Slovak Roman Catholic bishop (1940–2015)

Vladimír Filo (15 January 1940 – 18 August 2015) was a Slovak Roman Catholic bishop.

==Biography==
Vladimír Filo was born on 15 January 1940 in the village of Gáň in Galanta District. He studied theology at the Comenius University and was ordained a priest on 25 July 1962. Afterwards, he served as a chaplain in several parishes, including Senec, Trnava, Kolárovo, and Nové Zámky. In 1966, he was appointed ceremoniary at the diocesan office in Trnava. Two years later, in 1968, he was sent to Rome for further studies. From 1976, he served as parish priest in Veľký Cetín. On 17 March 1990, Pope John Paul II appointed him auxiliary bishop of the Archdiocese of Trnava and assigned him the titular see of Thucca in Mauretania. He was consecrated as a bishop on 16 April 1990 in Trnava.

Between 1990 and 1991, he served as rector of the Seminary of Saints Cyril and Methodius in Bratislava. From 1990 to 1998, he was also a professor of canon law at the Comenius University. Beginning in 1992, he held the position of judicial vicar at the ecclesiastical court. He was also the chairman of the Slovak Liturgical Commission.
===Bishop of Rožňava===
After becoming the bishop of Rožňava, Filo promised to finish restoration of Church property, that had been nationalized during Communist rule of Czechoslovakia. He cancelled business agreements with the oligarch Jozef Majský, negotiated during the tenure of his predecessor Eduard Kojnok.

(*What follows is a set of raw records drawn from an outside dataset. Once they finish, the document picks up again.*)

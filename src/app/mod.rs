use anyhow::{Context, Result};
use clap::{Parser, Subcommand, ValueEnum};
use serde::Serialize;
use std::collections::BTreeMap;
use std::fs::File;
use std::io::{BufWriter, Write};
use std::path::{Path, PathBuf};

use crate::audit::{AuditReport, Auditor};
use crate::config::{ReplaceScope, RulesConfig, RuntimeConfig};
use crate::pipeline::{Anomaly, shape_element};
use crate::sinks::{JsonlSink, RecordSink};
use crate::source::{ElementReader, SourceElement};
use crate::utils::ProgressCounter;

#[derive(Parser)]
#[command(author, version, about, long_about = None)]
pub struct Cli {
    /// Rule tables file (YAML); the built-in Waterloo Region tables are used when omitted
    #[arg(short, long, global = true, env = "OSM_WRANGLE_RULES")]
    pub rules: Option<PathBuf>,

    /// Street correction scope (first|trailing); overrides the rules file
    #[arg(long, global = true)]
    pub replace: Option<ReplaceScope>,

    /// Enable verbose output
    #[arg(short, long, global = true)]
    pub verbose: bool,

    #[command(subcommand)]
    pub command: Command,
}

#[derive(Subcommand)]
pub enum Command {
    /// Report unexpected street types, postal codes and tag key classes
    Audit {
        /// Input OSM XML file
        #[arg(short, long)]
        input: PathBuf,

        /// Report format
        #[arg(long, value_enum, default_value_t = ReportFormat::Yaml)]
        format: ReportFormat,

        /// Only print unexpected street types and the names carrying them
        #[arg(long)]
        streets: bool,
    },

    /// Shape nodes and ways into JSON documents
    Transform {
        /// Input OSM XML file
        #[arg(short, long)]
        input: PathBuf,

        /// Output file, `-` for stdout (default: <input>.json)
        #[arg(short, long)]
        output: Option<PathBuf>,

        /// Indent each document
        #[arg(long)]
        pretty: bool,

        /// Also write anomalies, one JSON object per line
        #[arg(long)]
        anomalies: Option<PathBuf>,
    },

    /// Aggregate a transformed file (postcodes, counts, users)
    Stats {
        /// Transformed JSON file
        #[arg(short, long)]
        input: PathBuf,

        /// Report format
        #[arg(long, value_enum, default_value_t = ReportFormat::Yaml)]
        format: ReportFormat,
    },
}

#[derive(Copy, Clone, PartialEq, Eq, ValueEnum, Debug)]
pub enum ReportFormat {
    Yaml,
    Json,
}

#[derive(Debug, Default)]
pub struct TransformSummary {
    pub elements: u64,
    pub records: u64,
    pub anomalies: Vec<Anomaly>,
}

pub fn load_rules(path: Option<&Path>, replace: Option<ReplaceScope>) -> Result<RulesConfig> {
    let mut rules = match path {
        Some(path) => {
            let rules = RulesConfig::load(path)
                .with_context(|| format!("Config: Failed to load rules from {}", path.display()))?;
            tracing::info!(
                "Rules: {} expected types, {} corrections from {:?}",
                rules.expected.len(),
                rules.corrections.len(),
                path
            );
            rules
        }
        None => {
            tracing::info!("Rules: built-in tables");
            RulesConfig::default()
        }
    };
    if let Some(scope) = replace {
        tracing::info!("Rules: replace scope {:?}", scope);
        rules.replace = scope;
    }
    Ok(rules)
}

pub fn init_sink(output: &Path, pretty: bool) -> Result<Box<dyn RecordSink>> {
    if output == Path::new("-") {
        tracing::info!("Sink: jsonl -> stdout");
        Ok(Box::new(JsonlSink::stdout(pretty)?))
    } else {
        tracing::info!("Sink: jsonl -> {:?}", output);
        let sink = JsonlSink::new(output, pretty)
            .with_context(|| format!("CLI: Failed to create {}", output.display()))?;
        Ok(Box::new(sink))
    }
}

pub fn run_audit<I>(elements: I, rules: &RulesConfig, progress: bool) -> Result<AuditReport>
where
    I: IntoIterator<Item = Result<SourceElement>>,
{
    let mut auditor = Auditor::new(rules);
    let mut progress = ProgressCounter::new("Auditing elements", 10_000, progress);
    for element in elements {
        auditor.observe(&element?);
        progress.inc(1);
    }
    progress.finish();

    let report = auditor.finish();
    tracing::info!(
        "Audit: {} elements, {} unexpected street types, {} malformed postcodes",
        report.elements,
        report.street_types.len(),
        report.malformed_postcodes().count()
    );
    Ok(report)
}

/// Shape every element and hand the records to `sink`, in document order.
pub fn process_map<I>(
    elements: I,
    rules: &RulesConfig,
    runtime: &RuntimeConfig,
    sink: &mut dyn RecordSink,
) -> Result<TransformSummary>
where
    I: IntoIterator<Item = Result<SourceElement>>,
{
    let mut summary = TransformSummary::default();
    let mut progress = ProgressCounter::new("Shaping elements", 10_000, runtime.progress);

    for element in elements {
        let element = element?;
        summary.elements += 1;
        progress.inc(1);

        let Some(record) = shape_element(&element, rules, &mut summary.anomalies) else {
            continue;
        };
        sink.add_record(&record).context("Pipeline: Failed to write record")?;
        summary.records += 1;
    }

    progress.finish();
    sink.finish().context("Pipeline: Failed to finalize sink")?;
    Ok(summary)
}

pub fn run_transform(
    input: &Path,
    output: &Path,
    rules: &RulesConfig,
    runtime: &RuntimeConfig,
) -> Result<TransformSummary> {
    let elements = ElementReader::from_path(input)?;
    let mut sink = init_sink(output, runtime.pretty)?;
    tracing::info!("Transform: {:?} -> {:?}", input, output);
    process_map(elements, rules, runtime, sink.as_mut())
}

pub fn log_anomalies(anomalies: &[Anomaly]) {
    let mut totals: BTreeMap<&'static str, u64> = BTreeMap::new();
    for anomaly in anomalies {
        tracing::debug!("Anomaly: {:?}", anomaly);
        *totals.entry(anomaly.label()).or_default() += 1;
    }
    for (label, count) in totals {
        tracing::info!("Anomalies: {} x {}", count, label);
    }
}

pub fn write_anomalies(path: &Path, anomalies: &[Anomaly]) -> Result<()> {
    let file = File::create(path)
        .with_context(|| format!("CLI: Failed to create {}", path.display()))?;
    let mut writer = BufWriter::new(file);
    for anomaly in anomalies {
        serde_json::to_writer(&mut writer, anomaly)?;
        writeln!(writer)?;
    }
    writer.flush()?;
    Ok(())
}

pub fn write_report<T: Serialize, W: Write>(
    value: &T,
    format: ReportFormat,
    mut writer: W,
) -> Result<()> {
    match format {
        ReportFormat::Yaml => serde_yaml::to_writer(&mut writer, value)?,
        ReportFormat::Json => {
            serde_json::to_writer_pretty(&mut writer, value)?;
            writeln!(writer)?;
        }
    }
    writer.flush()?;
    Ok(())
}

#[cfg(test)]
mod tests {
    use super::*;
    use crate::pipeline::ElementKind;
    use crate::sinks::VecSink;

    const MAP: &str = r#"<?xml version="1.0" encoding="UTF-8"?>
<osm version="0.6">
  <bounds minlat="43.4" minlon="-80.6" maxlat="43.5" maxlon="-80.5"/>
  <node id="1" lat="43.47" lon="-80.54" version="2" user="alice" uid="7">
    <tag k="addr:postcode" v="N2L3G1"/>
    <tag k="addr:street" v="University Ave"/>
  </node>
  <node id="2" lat="43.48" lon="-80.55" user="bob"/>
  <way id="10" user="alice">
    <nd ref="1"/>
    <nd ref="2"/>
    <tag k="highway" v="residential"/>
  </way>
  <relation id="20">
    <member type="way" ref="10" role="outer"/>
  </relation>
</osm>
"#;

    #[test]
    fn process_map_emits_nodes_and_ways_in_order() {
        let mut sink = VecSink::default();
        let summary = process_map(
            ElementReader::from_xml(MAP),
            &RulesConfig::default(),
            &RuntimeConfig::default(),
            &mut sink,
        )
        .unwrap();

        assert_eq!(summary.elements, 5);
        assert_eq!(summary.records, 3);
        let kinds: Vec<ElementKind> = sink.records.iter().map(|r| r.kind).collect();
        assert_eq!(
            kinds,
            vec![ElementKind::Node, ElementKind::Node, ElementKind::Way]
        );

        let first = &sink.records[0];
        assert_eq!(first.postcode(), Some("N2L 3G1"));
        assert_eq!(
            first.address.as_ref().unwrap()["street"],
            "University Avenue"
        );
        assert_eq!(sink.records[2].node_refs.as_ref().unwrap().len(), 2);
        assert_eq!(summary.anomalies.len(), 2);
    }

    #[test]
    fn process_map_aborts_on_malformed_input() {
        let mut sink = VecSink::default();
        let result = process_map(
            ElementReader::from_xml("<osm><node id=\"1\"></osm>"),
            &RulesConfig::default(),
            &RuntimeConfig::default(),
            &mut sink,
        );
        assert!(result.is_err());
    }

    #[test]
    fn audit_collects_report() {
        let report =
            run_audit(ElementReader::from_xml(MAP), &RulesConfig::default(), false).unwrap();
        assert_eq!(report.elements, 5);
        assert!(report.street_types.contains_key("Ave"));
        assert_eq!(report.malformed_postcodes().count(), 1);
    }

    #[test]
    fn reports_render_as_yaml_and_json() {
        let report =
            run_audit(ElementReader::from_xml(MAP), &RulesConfig::default(), false).unwrap();

        let mut yaml = Vec::new();
        write_report(&report, ReportFormat::Yaml, &mut yaml).unwrap();
        let yaml = String::from_utf8(yaml).unwrap();
        assert!(yaml.contains("street_types:"));
        assert!(yaml.contains("University Ave"));

        let mut json = Vec::new();
        write_report(&report, ReportFormat::Json, &mut json).unwrap();
        let value: serde_json::Value = serde_json::from_slice(&json).unwrap();
        assert_eq!(value["key_types"]["lower_colon"], 2);
    }

    #[test]
    fn replace_flag_overrides_rules_file() {
        let mut file = tempfile::Builder::new().suffix(".yaml").tempfile().unwrap();
        write!(
            file,
            "expected: [Street]\ncorrections:\n  - {{ from: \"N\", to: \"North\" }}\nreplace: trailing\n"
        )
        .unwrap();

        let rules = load_rules(Some(file.path()), None).unwrap();
        assert_eq!(rules.replace, ReplaceScope::Trailing);
        let rules = load_rules(Some(file.path()), Some(ReplaceScope::First)).unwrap();
        assert_eq!(rules.replace, ReplaceScope::First);
        let rules = load_rules(None, Some(ReplaceScope::Trailing)).unwrap();
        assert_eq!(rules.replace, ReplaceScope::Trailing);
    }

    #[test]
    fn replace_flag_parses_scope() {
        let cli = Cli::try_parse_from([
            "osm-wrangle",
            "stats",
            "-i",
            "x.json",
            "--replace",
            "Trailing",
        ])
        .unwrap();
        assert_eq!(cli.replace, Some(ReplaceScope::Trailing));

        let bad = Cli::try_parse_from(["osm-wrangle", "--replace", "last", "stats", "-i", "x"]);
        assert!(bad.is_err());
    }

    #[test]
    fn anomalies_are_written_as_lines() {
        let file = tempfile::NamedTempFile::new().unwrap();
        let anomalies = vec![
            Anomaly::ProblemKey { key: "a b".into() },
            Anomaly::MissingValue { key: "name".into() },
        ];
        write_anomalies(file.path(), &anomalies).unwrap();

        let content = std::fs::read_to_string(file.path()).unwrap();
        let lines: Vec<&str> = content.lines().collect();
        assert_eq!(lines.len(), 2);
        assert_eq!(lines[0], r#"{"kind":"problem_key","key":"a b"}"#);
    }
}
use regex::Regex;
use serde::{Deserialize, Serialize};
use std::collections::BTreeMap;
use std::sync::LazyLock;

use crate::config::RulesConfig;
use crate::metadata::Created;
use crate::normalize::{normalize_postcode, normalize_street};
use crate::source::SourceElement;

/// Characters that disqualify a tag key.
pub static PROBLEM_CHARS: LazyLock<Regex> =
    LazyLock::new(|| Regex::new(r#"[=+/&<>;'"?%#$@,. \t\r\n]"#).expect("valid regex"));

const ADDRESS_PREFIX: &str = "addr:";

/// Top-level record keys a tag may not overwrite.
const RESERVED_KEYS: [&str; 5] = ["type", "created", "pos", "address", "node_refs"];

/// Attributes consumed elsewhere and never copied as plain fields.
const SKIPPED_ATTRS: [&str; 3] = ["v", "lat", "lon"];

#[derive(Debug, Clone, Copy, PartialEq, Eq, Serialize, Deserialize)]
#[serde(rename_all = "lowercase")]
pub enum ElementKind {
    Node,
    Way,
}

impl ElementKind {
    pub fn from_tag(tag: &str) -> Option<Self> {
        match tag {
            "node" => Some(ElementKind::Node),
            "way" => Some(ElementKind::Way),
            _ => None,
        }
    }
}

/// One flattened document ready for bulk loading.
#[derive(Debug, Clone, PartialEq, Serialize, Deserialize)]
pub struct Record {
    #[serde(rename = "type")]
    pub kind: ElementKind,
    #[serde(default)]
    pub created: Created,
    #[serde(default, skip_serializing_if = "Option::is_none")]
    pub pos: Option<[f64; 2]>,
    #[serde(default, skip_serializing_if = "Option::is_none")]
    pub address: Option<BTreeMap<String, String>>,
    #[serde(default, skip_serializing_if = "Option::is_none")]
    pub node_refs: Option<Vec<String>>,
    #[serde(flatten)]
    pub fields: BTreeMap<String, String>,
}

impl Record {
    fn new(kind: ElementKind) -> Self {
        Self {
            kind,
            created: Created::default(),
            pos: None,
            address: None,
            node_refs: None,
            fields: BTreeMap::new(),
        }
    }

    pub fn postcode(&self) -> Option<&str> {
        self.address.as_ref()?.get("postcode").map(String::as_str)
    }
}

/// Something worth a second look that did not stop the element from being shaped.
#[derive(Debug, Clone, PartialEq, Serialize, Deserialize)]
#[serde(tag = "kind", rename_all = "snake_case")]
pub enum Anomaly {
    ProblemKey { key: String },
    MissingValue { key: String },
    ReservedKey { key: String, value: String },
    InvalidCoordinate { lat: String, lon: String },
    PostcodeReformatted { from: String, to: String },
    StreetRenamed { from: String, to: String },
}

impl Anomaly {
    pub fn label(&self) -> &'static str {
        match self {
            Anomaly::ProblemKey { .. } => "problem_key",
            Anomaly::MissingValue { .. } => "missing_value",
            Anomaly::ReservedKey { .. } => "reserved_key",
            Anomaly::InvalidCoordinate { .. } => "invalid_coordinate",
            Anomaly::PostcodeReformatted { .. } => "postcode_reformatted",
            Anomaly::StreetRenamed { .. } => "street_renamed",
        }
    }
}

/// Reshape a `node` or `way` into a [`Record`]; every other element yields `None`.
///
/// The element and all its descendants are walked attribute by attribute:
/// created attributes fill `created`, `k`/`v` pairs become address or plain
/// fields, `ref`s append to `node_refs`, and any other attribute is copied
/// verbatim (last write wins).
pub fn shape_element(
    element: &SourceElement,
    rules: &RulesConfig,
    anomalies: &mut Vec<Anomaly>,
) -> Option<Record> {
    let kind = ElementKind::from_tag(&element.tag)?;
    let mut record = Record::new(kind);

    if let (Some(lat), Some(lon)) = (element.attr("lat"), element.attr("lon")) {
        match (lat.trim().parse::<f64>(), lon.trim().parse::<f64>()) {
            // NaN and infinities parse but cannot be written as JSON numbers
            (Ok(lat), Ok(lon)) if lat.is_finite() && lon.is_finite() => {
                record.pos = Some([lat, lon])
            }
            _ => anomalies.push(Anomaly::InvalidCoordinate {
                lat: lat.to_string(),
                lon: lon.to_string(),
            }),
        }
    }

    for el in element.iter() {
        for (name, value) in &el.attributes {
            if record.created.set(name, value) {
                continue;
            }
            match name.as_str() {
                "k" => apply_tag(&mut record, value, el.attr("v"), rules, anomalies),
                "ref" => record
                    .node_refs
                    .get_or_insert_with(Vec::new)
                    .push(value.clone()),
                other if SKIPPED_ATTRS.contains(&other) => {}
                other => {
                    record.fields.insert(other.to_string(), value.clone());
                }
            }
        }
    }

    Some(record)
}

fn apply_tag(
    record: &mut Record,
    key: &str,
    value: Option<&str>,
    rules: &RulesConfig,
    anomalies: &mut Vec<Anomaly>,
) {
    if PROBLEM_CHARS.is_match(key) {
        anomalies.push(Anomaly::ProblemKey {
            key: key.to_string(),
        });
        return;
    }
    let Some(value) = value else {
        anomalies.push(Anomaly::MissingValue {
            key: key.to_string(),
        });
        return;
    };

    if let Some(suffix) = key.strip_prefix(ADDRESS_PREFIX) {
        // addr:street:name and friends duplicate addr:street
        if suffix.contains(':') {
            return;
        }
        let value = shape_address_value(suffix, value, rules, anomalies);
        record
            .address
            .get_or_insert_with(BTreeMap::new)
            .insert(suffix.to_string(), value);
    } else if RESERVED_KEYS.contains(&key) {
        anomalies.push(Anomaly::ReservedKey {
            key: key.to_string(),
            value: value.to_string(),
        });
    } else {
        record.fields.insert(key.to_string(), value.to_string());
    }
}

fn shape_address_value(
    suffix: &str,
    value: &str,
    rules: &RulesConfig,
    anomalies: &mut Vec<Anomaly>,
) -> String {
    let shaped = match suffix {
        "street" => normalize_street(value, rules),
        "postcode" => normalize_postcode(value),
        _ => return value.to_string(),
    };
    if shaped != value {
        let (from, to) = (value.to_string(), shaped.clone());
        anomalies.push(match suffix {
            "street" => Anomaly::StreetRenamed { from, to },
            _ => Anomaly::PostcodeReformatted { from, to },
        });
    }
    shaped
}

In 2013, Filo ordered the Salesians of Don Bosco to leave the diocese, without providing any reason, despite having previously praised the Salesians as an inspiration behind his decision to become a priest. After Filo retired in 2015, his successor Stanislav Stolárik invited the Salesians to return to the diocese.

==Death==
Vladimír Filo died briefly after retirement on 18 August 2015, at the age of 75 in Nitra. He was buried in his home village of Gáň.